→ **The problem**
What is the number of lines in the material below that include the word "expected"? Write that number and nothing more.

→ **Source data**

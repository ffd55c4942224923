//! Per-column filter popover state.
//!
//! Keeps three value sets apart:
//!
//! - the **universe**: every distinct value of the column in the canonical
//!   dataset, so a narrowed filter can still be broadened;
//! - the **search matches**: the universe entries matching the search box;
//! - the **staged selection**: values checked but not yet applied.
//!
//! Searching and toggling only touch this struct. Shared state changes only
//! through [`ColumnFilterState::apply`] and [`ColumnFilterState::clear_filter`],
//! which return a patch for the store. Dropping the struct abandons the edit.

use crate::pipeline::get_unique_values;
use crate::state::{set_and_filter_data, LogsState, StatePatch};
use indexmap::IndexSet;
use regex::{Regex, RegexBuilder};

/// Entries rendered before the list is truncated.
pub const CANDIDATE_DISPLAY_LIMIT: usize = 50;

// ===== CandidateList =====

/// The rendered head of a candidate list.
#[derive(Debug, Clone, PartialEq, Eq)]
pub struct CandidateList<'a> {
    /// Entries to render.
    pub items: &'a [String],
    /// Entries cut off after `items`.
    pub remaining: usize,
}

impl CandidateList<'_> {
    /// `"+N more"` when entries were cut off.
    pub fn more_label(&self) -> Option<String> {
        (self.remaining > 0).then(|| format!("+{} more", self.remaining))
    }
}

// ===== ColumnFilterState =====

/// Staged filter edit for one column.
#[derive(Debug, Clone)]
pub struct ColumnFilterState {
    column: String,
    universe: Vec<String>,
    search_text: String,
    search_matches: Vec<String>,
    staged: IndexSet<String>,
    display_limit: usize,
}

impl ColumnFilterState {
    /// Open the popover for `column`, staging whatever is currently applied.
    pub fn new(column: impl Into<String>, state: &LogsState) -> Self {
        let column = column.into();
        let universe = get_unique_values(&state.data.raw, &column);
        let staged = state
            .table_opts
            .filters
            .get(&column)
            .cloned()
            .unwrap_or_default();
        Self {
            column,
            universe,
            search_text: String::new(),
            search_matches: Vec::new(),
            staged,
            display_limit: CANDIDATE_DISPLAY_LIMIT,
        }
    }

    /// Render at most `limit` candidates (at least one).
    pub fn with_display_limit(self, limit: usize) -> Self {
        Self {
            display_limit: limit.max(1),
            ..self
        }
    }

    /// Candidates rendered before truncation.
    pub fn display_limit(&self) -> usize {
        self.display_limit
    }

    /// The column being edited.
    pub fn column(&self) -> &str {
        &self.column
    }

    /// Every distinct value of the column in the canonical dataset.
    pub fn universe(&self) -> &[String] {
        &self.universe
    }

    /// Current search box text (trimmed).
    pub fn search_text(&self) -> &str {
        &self.search_text
    }

    /// Staged selection in check order.
    pub fn staged(&self) -> &IndexSet<String> {
        &self.staged
    }

    /// Recompute the universe after the canonical dataset changed.
    ///
    /// The search is re-run against the new universe; the staged selection
    /// is kept.
    pub fn refresh_universe(&mut self, state: &LogsState) {
        self.universe = get_unique_values(&state.data.raw, &self.column);
        let text = std::mem::take(&mut self.search_text);
        self.search(&text);
    }

    /// Match the universe against `text`, case-insensitively.
    ///
    /// `text` is tried as a regular expression first; if it does not compile
    /// it is matched as a literal substring.
    pub fn search(&mut self, text: &str) {
        self.search_text = text.trim().to_string();
        if self.search_text.is_empty() {
            self.search_matches.clear();
            return;
        }

        let pattern = search_pattern(&self.search_text);
        self.search_matches = self
            .universe
            .iter()
            .filter(|value| pattern.as_ref().is_some_and(|re| re.is_match(value)))
            .cloned()
            .collect();
    }

    /// Values offered as checkboxes: the universe while the search box is
    /// empty, otherwise the search matches (possibly none).
    pub fn candidates(&self) -> &[String] {
        if self.search_text.is_empty() {
            &self.universe
        } else {
            &self.search_matches
        }
    }

    /// The first `limit` candidates and how many were left out.
    pub fn visible_candidates(&self, limit: usize) -> CandidateList<'_> {
        let all = self.candidates();
        let shown = all.len().min(limit);
        CandidateList {
            items: &all[..shown],
            remaining: all.len() - shown,
        }
    }

    /// The candidates to render under this popover's display limit.
    pub fn displayed_candidates(&self) -> CandidateList<'_> {
        self.visible_candidates(self.display_limit)
    }

    /// Check or uncheck one value.
    pub fn toggle(&mut self, value: &str) {
        if !self.staged.shift_remove(value) {
            self.staged.insert(value.to_string());
        }
    }

    /// Replace the staged selection.
    pub fn set_selection<I, S>(&mut self, values: I)
    where
        I: IntoIterator<Item = S>,
        S: Into<String>,
    {
        self.staged = values.into_iter().map(Into::into).collect();
    }

    /// Whether `value` is checked.
    pub fn is_selected(&self, value: &str) -> bool {
        self.staged.contains(value)
    }

    /// Apply is offered only with something checked.
    pub fn can_apply(&self) -> bool {
        !self.staged.is_empty()
    }

    /// Whether the staged selection differs from the applied filter.
    pub fn is_dirty(&self, state: &LogsState) -> bool {
        match state.table_opts.filters.get(&self.column) {
            Some(applied) => *applied != self.staged,
            None => !self.staged.is_empty(),
        }
    }

    /// Whether the shared state currently filters on this column.
    pub fn is_filter_active(&self, state: &LogsState) -> bool {
        state.table_opts.filters.contains(&self.column)
    }

    /// Commit the staged selection. `None` when nothing is checked.
    pub fn apply(&self, state: &LogsState) -> Option<StatePatch> {
        if !self.can_apply() {
            return None;
        }
        let values: Vec<String> = self.staged.iter().cloned().collect();
        Some(set_and_filter_data(state, &self.column, &values, false))
    }

    /// Drop the column's filter and the staged selection.
    pub fn clear_filter(&mut self, state: &LogsState) -> StatePatch {
        self.staged.clear();
        set_and_filter_data(state, &self.column, &[], true)
    }
}

fn search_pattern(text: &str) -> Option<Regex> {
    RegexBuilder::new(text)
        .case_insensitive(true)
        .build()
        .or_else(|_| {
            RegexBuilder::new(&regex::escape(text))
                .case_insensitive(true)
                .build()
        })
        .ok()
}

#[cfg(test)]
#[path = "column_filter_tests.rs"]
mod tests;
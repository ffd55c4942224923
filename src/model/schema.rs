//! Stream schema and table header derivation.

use crate::model::LogRecord;
use indexmap::IndexSet;
use serde::{Deserialize, Serialize};

/// One schema column.
#[derive(Debug, Clone, PartialEq, Eq, Serialize, Deserialize)]
pub struct Field {
    /// Column name.
    pub name: String,
    /// Backend data type (e.g. `Utf8`, `Int64`, `timestamp`).
    #[serde(rename = "type")]
    pub data_type: String,
}

impl Field {
    /// Convenience constructor.
    pub fn new(name: impl Into<String>, data_type: impl Into<String>) -> Self {
        Self {
            name: name.into(),
            data_type: data_type.into(),
        }
    }
}

/// Ordered column list of a stream.
#[derive(Debug, Clone, PartialEq, Eq, Default, Serialize, Deserialize)]
pub struct StreamSchema {
    /// Columns in schema order.
    pub fields: Vec<Field>,
}

impl StreamSchema {
    /// Wrap a field list.
    pub fn new(fields: Vec<Field>) -> Self {
        Self { fields }
    }

    /// Column names in schema order.
    pub fn field_names(&self) -> Vec<String> {
        self.fields.iter().map(|f| f.name.clone()).collect()
    }

    /// Data type of a column, if present.
    pub fn field_type(&self, name: &str) -> Option<&str> {
        self.fields
            .iter()
            .find(|f| f.name == name)
            .map(|f| f.data_type.as_str())
    }
}

/// Default headers: the stream schema's column order.
pub fn headers_from_schema(schema: Option<&StreamSchema>) -> Vec<String> {
    schema.map(StreamSchema::field_names).unwrap_or_default()
}

/// Headers for a custom query result: every column seen, in first-seen order.
pub fn headers_from_records(records: &[LogRecord]) -> Vec<String> {
    let mut seen: IndexSet<&str> = IndexSet::new();
    for record in records {
        seen.extend(record.columns());
    }
    seen.into_iter().map(str::to_string).collect()
}

#[cfg(test)]
mod tests {
    use super::*;

    #[test]
    fn schema_headers_follow_field_order() {
        let schema = StreamSchema::new(vec![
            Field::new("p_timestamp", "timestamp"),
            Field::new("level", "Utf8"),
        ]);
        assert_eq!(headers_from_schema(Some(&schema)), vec!["p_timestamp", "level"]);
        assert_eq!(schema.field_type("p_timestamp"), Some("timestamp"));
    }

    #[test]
    fn missing_schema_yields_no_headers() {
        assert!(headers_from_schema(None).is_empty());
    }

    #[test]
    fn record_headers_union_columns_in_first_seen_order() {
        let records = vec![
            LogRecord::new().with("count", 3_i64).with("host", "a"),
            LogRecord::new().with("host", "b").with("region", "eu"),
        ];
        assert_eq!(headers_from_records(&records), vec!["count", "host", "region"]);
    }
}
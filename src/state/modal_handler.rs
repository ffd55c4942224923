//! Modal visibility toggles.

use crate::state::{LogsState, ModalOpts, StatePatch};

fn with_modals(modal_opts: ModalOpts) -> StatePatch {
    StatePatch {
        modal_opts: Some(modal_opts),
        ..StatePatch::none()
    }
}

/// Flip the delete-stream confirmation.
pub fn toggle_delete_modal(state: &LogsState) -> StatePatch {
    let modals = state.modal_opts;
    with_modals(ModalOpts {
        delete_open: !modals.delete_open,
        ..modals
    })
}

/// Flip the alerts editor.
pub fn toggle_alerts_modal(state: &LogsState) -> StatePatch {
    let modals = state.modal_opts;
    with_modals(ModalOpts {
        alerts_open: !modals.alerts_open,
        ..modals
    })
}

/// Flip the retention editor.
pub fn toggle_retention_modal(state: &LogsState) -> StatePatch {
    let modals = state.modal_opts;
    with_modals(ModalOpts {
        retention_open: !modals.retention_open,
        ..modals
    })
}

/// Open or close the save-filter form.
pub fn toggle_save_filter_modal(state: &LogsState, open: bool) -> StatePatch {
    with_modals(ModalOpts {
        save_filter_open: open,
        ..state.modal_opts
    })
}
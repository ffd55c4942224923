//! Domain model types (pure).
//!
//! All types in this module are plain data with smart constructors.

pub mod error;
pub mod record;
pub mod saved_filter;
pub mod schema;
pub mod time_range;

// Re-export for convenience
pub use error::{QueryError, SavedFilterError, SchemaError};
pub use record::{compare_values, FieldValue, LogRecord, DEFAULT_SORT_KEY};
pub use saved_filter::{SavedFilter, SavedFilterQuery, TimeFilter};
pub use schema::{headers_from_records, headers_from_schema, Field, StreamSchema};
pub use time_range::{
    find_fixed_duration, floor_to_minute, make_time_range_label, FixedDuration, TimeRange,
    TimeRangeKind, TimeRangeUpdate, DEFAULT_FIXED_DURATION, FIXED_DURATIONS, MINUTE_MS,
};
//! Tests for the store's dispatch and subscription behavior.

use super::*;
use crate::pipeline::SortOrder;
use crate::state::{
    reset_time_range, set_and_sort_data, set_data, toggle_delete_modal, LogsState,
};
use crate::test_harness::{fixed_now, records, StateHarness};
use std::cell::RefCell;
use std::rc::Rc;

#[test]
fn dispatch_merges_patch_and_notifies_once() {
    let mut harness = StateHarness::new();

    let applied = harness.dispatch(|s| set_data(s, records(40)));

    assert!(applied);
    assert_eq!(harness.notifications(), 1);
    assert_eq!(harness.state().data.raw.len(), 40);
    assert_eq!(harness.state().table_opts.page_data.len(), 30);
}

#[test]
fn empty_patch_does_not_notify() {
    let mut harness = StateHarness::new();
    harness.dispatch(|s| {
        crate::state::set_time_range(
            s,
            crate::model::TimeRangeUpdate {
                kind: Some(crate::model::TimeRangeKind::Custom),
                ..Default::default()
            },
        )
    });
    let before = harness.notifications();

    let applied = harness.dispatch(|s| reset_time_range(s, fixed_now()));

    assert!(!applied);
    assert_eq!(harness.notifications(), before);
}

#[test]
fn subscribers_observe_fully_applied_state() {
    let mut store = Store::new(StoreDefaults::default(), fixed_now());
    let seen: Rc<RefCell<Vec<(usize, usize)>>> = Rc::new(RefCell::new(Vec::new()));
    let sink = Rc::clone(&seen);
    store.subscribe(move |state: &LogsState| {
        sink.borrow_mut()
            .push((state.data.filtered.len(), state.table_opts.page_data.len()));
    });

    store.dispatch("set_data", |s| set_data(s, records(12)));
    store.dispatch("sort", |s| set_and_sort_data(s, "host", SortOrder::Asc));

    // derived data and page always arrive together
    assert_eq!(*seen.borrow(), vec![(12, 12), (12, 12)]);
}

#[test]
fn unsubscribed_observers_stop_receiving() {
    let mut store = Store::new(StoreDefaults::default(), fixed_now());
    let count = Rc::new(RefCell::new(0));
    let counter = Rc::clone(&count);
    let id = store.subscribe(move |_| *counter.borrow_mut() += 1);

    store.dispatch("toggle_delete_modal", toggle_delete_modal);
    assert!(store.unsubscribe(id));
    assert!(!store.unsubscribe(id));
    store.dispatch("toggle_delete_modal", toggle_delete_modal);

    assert_eq!(*count.borrow(), 1);
}

#[test]
fn reset_restores_defaults_and_notifies() {
    let mut harness = StateHarness::new();
    harness.dispatch(|s| set_data(s, records(40)));
    harness.dispatch(toggle_delete_modal);

    harness.store_mut().reset(fixed_now());

    let expected = LogsState::initial(&StoreDefaults::default(), fixed_now());
    assert_eq!(*harness.state(), expected);
    assert_eq!(harness.notifications(), 3);
}

#[test]
fn debug_output_summarises_subscribers() {
    let mut store = Store::new(StoreDefaults::default(), fixed_now());
    store.subscribe(|_| {});

    let rendered = format!("{store:?}");

    assert!(rendered.contains("subscribers: 1"));
}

→ **Response area**
2